• [Task details]:
Each line below should be restated word for word.

=-=-=

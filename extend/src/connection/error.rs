//
// Copyright 2026 Hans W. Uhlig. All Rights Reserved.
//
// Licensed under the Apache License, Version 2.0 (the "License");
// you may not use this file except in compliance with the License.
// You may obtain a copy of the License at
//
//      http://www.apache.org/licenses/LICENSE-2.0
//
// Unless required by applicable law or agreed to in writing, software
// distributed under the License is distributed on an "AS IS" BASIS,
// WITHOUT WARRANTIES OR CONDITIONS OF ANY KIND, either express or implied.
// See the License for the specific language governing permissions and
// limitations under the License.
//

//! Error types for the connection layer.

use crate::channel::ChannelId;
use std::fmt;
use uuid::Uuid;

/// Errors raised when an operation targets a Connection or Channel that is
/// closed or closing.
///
/// Every variant carries the id of the Connection involved. These errors are
/// never retried internally; the caller decides whether to reconnect.
#[derive(Debug, Clone, PartialEq, Eq)]
pub enum ConnectionError {
    /// The Connection is closed.
    ConnectionClosed {
        /// The Connection's id.
        connection_id: Uuid,
    },

    /// The Connection is being closed and refuses new work.
    ConnectionClosing {
        /// The Connection's id.
        connection_id: Uuid,
    },

    /// The Channel is closed, or was never opened.
    ChannelClosed {
        /// The owning Connection's id.
        connection_id: Uuid,
        /// The Channel's id.
        channel_id: ChannelId,
    },

    /// The Channel is being closed and refuses new work.
    ChannelClosing {
        /// The owning Connection's id.
        connection_id: Uuid,
        /// The Channel's id.
        channel_id: ChannelId,
    },

    /// The transport carrying the Connection failed.
    Transport {
        /// The Connection's id.
        connection_id: Uuid,
        /// A description of the failure.
        message: String,
    },
}

impl ConnectionError {
    /// Returns the id of the Connection involved.
    #[must_use]
    pub const fn connection_id(&self) -> Uuid {
        match self {
            Self::ConnectionClosed { connection_id }
            | Self::ConnectionClosing { connection_id }
            | Self::ChannelClosed { connection_id, .. }
            | Self::ChannelClosing { connection_id, .. }
            | Self::Transport { connection_id, .. } => *connection_id,
        }
    }

    /// Returns the Channel involved, if any.
    #[must_use]
    pub const fn channel_id(&self) -> Option<ChannelId> {
        match self {
            Self::ChannelClosed { channel_id, .. } | Self::ChannelClosing { channel_id, .. } => {
                Some(*channel_id)
            }
            _ => None,
        }
    }

    /// Returns `true` if the target is in the middle of closing rather than
    /// already closed.
    #[must_use]
    pub const fn is_closing(&self) -> bool {
        matches!(
            self,
            Self::ConnectionClosing { .. } | Self::ChannelClosing { .. }
        )
    }
}

impl fmt::Display for ConnectionError {
    fn fmt(&self, f: &mut fmt::Formatter<'_>) -> fmt::Result {
        match self {
            Self::ConnectionClosed { connection_id } => {
                write!(f, "connection {connection_id} is closed")
            }
            Self::ConnectionClosing { connection_id } => {
                write!(f, "connection {connection_id} is closing")
            }
            Self::ChannelClosed {
                connection_id,
                channel_id,
            } => write!(f, "{channel_id} of connection {connection_id} is closed"),
            Self::ChannelClosing {
                connection_id,
                channel_id,
            } => write!(f, "{channel_id} of connection {connection_id} is closing"),
            Self::Transport {
                connection_id,
                message,
            } => write!(f, "transport of connection {connection_id} failed: {message}"),
        }
    }
}

impl std::error::Error for ConnectionError {}
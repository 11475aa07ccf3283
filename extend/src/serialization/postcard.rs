//
// Copyright 2026 Hans W. Uhlig. All Rights Reserved.
//
// Licensed under the Apache License, Version 2.0 (the "License");
// you may not use this file except in compliance with the License.
// You may obtain a copy of the License at
//
//      http://www.apache.org/licenses/LICENSE-2.0
//
// Unless required by applicable law or agreed to in writing, software
// distributed under the License is distributed on an "AS IS" BASIS,
// WITHOUT WARRANTIES OR CONDITIONS OF ANY KIND, either express or implied.
// See the License for the specific language governing permissions and
// limitations under the License.
//

//! Postcard serializer implementation.

use crate::serialization::{DeserializationError, SerializationError, Serializer};

/// Compact binary payload format based on `postcard`.
#[derive(Clone, Debug, Default)]
pub struct PostcardSerializer {
    max_size: Option<usize>,
}

impl PostcardSerializer {
    /// Creates a postcard serializer without a size limit.
    pub fn new() -> Self {
        Self { max_size: None }
    }

    /// Rejects inputs larger than `max_size` bytes when deserializing.
    pub fn with_max_size(mut self, max_size: usize) -> Self {
        self.max_size = Some(max_size);
        self
    }
}

impl Serializer for PostcardSerializer {
    fn serialize<T>(&self, value: &T) -> Result<Vec<u8>, SerializationError>
    where
        T: serde::Serialize + ?Sized,
    {
        postcard::to_allocvec(value).map_err(Into::into)
    }

    fn deserialize<T>(&self, bytes: &[u8]) -> Result<T, DeserializationError>
    where
        T: serde::de::DeserializeOwned,
    {
        if let Some(max_size) = self.max_size
            && bytes.len() > max_size
        {
            return Err(DeserializationError::new(format!(
                "payload of {} bytes exceeds limit of {}",
                bytes.len(),
                max_size
            )));
        }
        postcard::from_bytes(bytes).map_err(Into::into)
    }

    fn name(&self) -> &'static str {
        "postcard"
    }
}
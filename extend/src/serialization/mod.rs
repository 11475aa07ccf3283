//
// Copyright 2026 Hans W. Uhlig. All Rights Reserved.
//
// Licensed under the Apache License, Version 2.0 (the "License");
// you may not use this file except in compliance with the License.
// You may obtain a copy of the License at
//
//      http://www.apache.org/licenses/LICENSE-2.0
//
// Unless required by applicable law or agreed to in writing, software
// distributed under the License is distributed on an "AS IS" BASIS,
// WITHOUT WARRANTIES OR CONDITIONS OF ANY KIND, either express or implied.
// See the License for the specific language governing permissions and
// limitations under the License.
//

//! Serialization of opaque payloads carried inside messages.
//!
//! Message envelopes are written by the [`codec`](crate::codec) property
//! writer. Application values embedded in those envelopes (request arguments,
//! response results) go through a [`Serializer`]. Two formats ship with the
//! crate:
//!
//! - [`JsonSerializer`]: human-readable, the default for new peers
//! - [`PostcardSerializer`]: compact binary
//!
//! The generic [`Serializer`] trait cannot be stored as a trait object, so
//! Channels hold a [`SerializerFormat`], a closed set of the formats above
//! that dispatches to the concrete serializer.
//!
//! # Examples
//!
//! ```rust
//! use extend::serialization::{SerializerFormat, Serializer};
//!
//! # fn example() -> Result<(), Box<dyn std::error::Error>> {
//! let format = SerializerFormat::postcard();
//! let bytes = format.serialize(&(7u32, "seven"))?;
//! let (n, s): (u32, String) = format.deserialize(&bytes)?;
//! assert_eq!((n, s.as_str()), (7, "seven"));
//! # Ok(())
//! # }
//! ```

mod error;
mod format;
mod json;
mod postcard;
mod traits;

pub use error::{DeserializationError, SerializationError};
pub use format::SerializerFormat;
pub use self::json::JsonSerializer;
pub use self::postcard::PostcardSerializer;
pub use traits::Serializer;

=-=-=

• [Exercise result]:
filename extend/src/connection/error.rs
//
// Copyright 2026 Hans W. Uhlig. All Rights Reserved.
//
// Licensed under the Apache License, Version 2.0 (the "License");
// you may not use this file except in compliance with the License.
// You may obtain a copy of the License at
//
//      http://www.apache.org/licenses/LICENSE-2.0
//
// Unless required by applicable law or agreed to in writing, software
// distributed under the License is distributed on an "AS IS" BASIS,
// WITHOUT WARRANTIES OR CONDITIONS OF ANY KIND, either express or implied.
// See the License for the specific language governing permissions and
// limitations under the License.
//

//! Error types for the connection layer.

use crate::channel::ChannelId;
use std::fmt;
use uuid::Uuid;

/// Errors raised when an operation targets a Connection or Channel that is
/// closed or closing.
///
/// Every variant carries the id of the Connection involved. These errors are
/// never retried internally; the caller decides whether to reconnect.
#[derive(Debug, Clone, PartialEq, Eq)]
pub enum ConnectionError {
    /// The Connection is closed.
    ConnectionClosed {
        /// The Connection's id.
        connection_id: Uuid,
    },

    /// The Connection is being closed and refuses new work.
    ConnectionClosing {
        /// The Connection's id.
        connection_id: Uuid,
    },

    /// The Channel is closed, or was never opened.
    ChannelClosed {
        /// The owning Connection's id.
        connection_id: Uuid,
        /// The Channel's id.
        channel_id: ChannelId,
    },

    /// The Channel is being closed and refuses new work.
    ChannelClosing {
        /// The owning Connection's id.
        connection_id: Uuid,
        /// The Channel's id.
        channel_id: ChannelId,
    },

    /// The transport carrying the Connection failed.
    Transport {
        /// The Connection's id.
        connection_id: Uuid,
        /// A description of the failure.
        message: String,
    },
}

impl ConnectionError {
    /// Returns the id of the Connection involved.
    #[must_use]
    pub const fn connection_id(&self) -> Uuid {
        match self {
            Self::ConnectionClosed { connection_id }
            | Self::ConnectionClosing { connection_id }
            | Self::ChannelClosed { connection_id, .. }
            | Self::ChannelClosing { connection_id, .. }
            | Self::Transport { connection_id, .. } => *connection_id,
        }
    }

    /// Returns the Channel involved, if any.
    #[must_use]
    pub const fn channel_id(&self) -> Option<ChannelId> {
        match self {
            Self::ChannelClosed { channel_id, .. } | Self::ChannelClosing { channel_id, .. } => {
                Some(*channel_id)
            }
            _ => None,
        }
    }

    /// Returns `true` if the target is in the middle of closing rather than
    /// already closed.
    #[must_use]
    pub const fn is_closing(&self) -> bool {
        matches!(
            self,
            Self::ConnectionClosing { .. } | Self::ChannelClosing { .. }
        )
    }
}

impl fmt::Display for ConnectionError {
    fn fmt(&self, f: &mut fmt::Formatter<'_>) -> fmt::Result {
        match self {
            Self::ConnectionClosed { connection_id } => {
                write!(f, "connection {connection_id} is closed")
            }
            Self::ConnectionClosing { connection_id } => {
                write!(f, "connection {connection_id} is closing")
            }
            Self::ChannelClosed {
                connection_id,
                channel_id,
            } => write!(f, "{channel_id} of connection {connection_id} is closed"),
            Self::ChannelClosing {
                connection_id,
                channel_id,
            } => write!(f, "{channel_id} of connection {connection_id} is closing"),
            Self::Transport {
                connection_id,
                message,
            } => write!(f, "transport of connection {connection_id} failed: {message}"),
        }
    }
}

impl std::error::Error for ConnectionError {}
repository 11475aa07ccf3283
filename extend/src/serialization/postcard.rs
//
// Copyright 2026 Hans W. Uhlig. All Rights Reserved.
//
// Licensed under the Apache License, Version 2.0 (the "License");
// you may not use this file except in compliance with the License.
// You may obtain a copy of the License at
//
//      http://www.apache.org/licenses/LICENSE-2.0
//
// Unless required by applicable law or agreed to in writing, software
// distributed under the License is distributed on an "AS IS" BASIS,
// WITHOUT WARRANTIES OR CONDITIONS OF ANY KIND, either express or implied.
// See the License for the specific language governing permissions and
// limitations under the License.
//

//! Postcard serializer implementation.

use crate::serialization::{DeserializationError, SerializationError, Serializer};

/// Compact binary payload format based on `postcard`.
#[derive(Clone, Debug, Default)]
pub struct PostcardSerializer {
    max_size: Option<usize>,
}

impl PostcardSerializer {
    /// Creates a postcard serializer without a size limit.
    pub fn new() -> Self {
        Self { max_size: None }
    }

    /// Rejects inputs larger than `max_size` bytes when deserializing.
    pub fn with_max_size(mut self, max_size: usize) -> Self {
        self.max_size = Some(max_size);
        self
    }
}

impl Serializer for PostcardSerializer {
    fn serialize<T>(&self, value: &T) -> Result<Vec<u8>, SerializationError>
    where
        T: serde::Serialize + ?Sized,
    {
        postcard::to_allocvec(value).map_err(Into::into)
    }

    fn deserialize<T>(&self, bytes: &[u8]) -> Result<T, DeserializationError>
    where
        T: serde::de::DeserializeOwned,
    {
        if let Some(max_size) = self.max_size
            && bytes.len() > max_size
        {
            return Err(DeserializationError::new(format!(
                "payload of {} bytes exceeds limit of {}",
                bytes.len(),
                max_size
            )));
        }
        postcard::from_bytes(bytes).map_err(Into::into)
    }

    fn name(&self) -> &'static str {
        "postcard"
    }
}
filename extend/src/serialization/mod.rs
repository 11475aa07ccf3283
//
// Copyright 2026 Hans W. Uhlig. All Rights Reserved.
//
// Licensed under the Apache License, Version 2.0 (the "License");
// you may not use this file except in compliance with the License.
// You may obtain a copy of the License at
//
//      http://www.apache.org/licenses/LICENSE-2.0
//
// Unless required by applicable law or agreed to in writing, software
// distributed under the License is distributed on an "AS IS" BASIS,
// WITHOUT WARRANTIES OR CONDITIONS OF ANY KIND, either express or implied.
// See the License for the specific language governing permissions and
// limitations under the License.
//

//! Serialization of opaque payloads carried inside messages.
//!
//! Message envelopes are written by the [`codec`](crate::codec) property
//! writer. Application values embedded in those envelopes (request arguments,
//! response results) go through a [`Serializer`]. Two formats ship with the
//! crate:
//!
//! - [`JsonSerializer`]: human-readable, the default for new peers
//! - [`PostcardSerializer`]: compact binary
//!
//! The generic [`Serializer`] trait cannot be stored as a trait object, so
//! Channels hold a [`SerializerFormat`], a closed set of the formats above
//! that dispatches to the concrete serializer.
//!
//! # Examples
//!
//! ```rust
//! use extend::serialization::{SerializerFormat, Serializer};
//!
//! # fn example() -> Result<(), Box<dyn std::error::Error>> {
//! let format = SerializerFormat::postcard();
//! let bytes = format.serialize(&(7u32, "seven"))?;
//! let (n, s): (u32, String) = format.deserialize(&bytes)?;
//! assert_eq!((n, s.as_str()), (7, "seven"));
//! # Ok(())
//! # }
//! ```

mod error;
mod format;
mod json;
mod postcard;
mod traits;

pub use error::{DeserializationError, SerializationError};
pub use format::SerializerFormat;
pub use self::json::JsonSerializer;
pub use self::postcard::PostcardSerializer;
pub use traits::Serializer;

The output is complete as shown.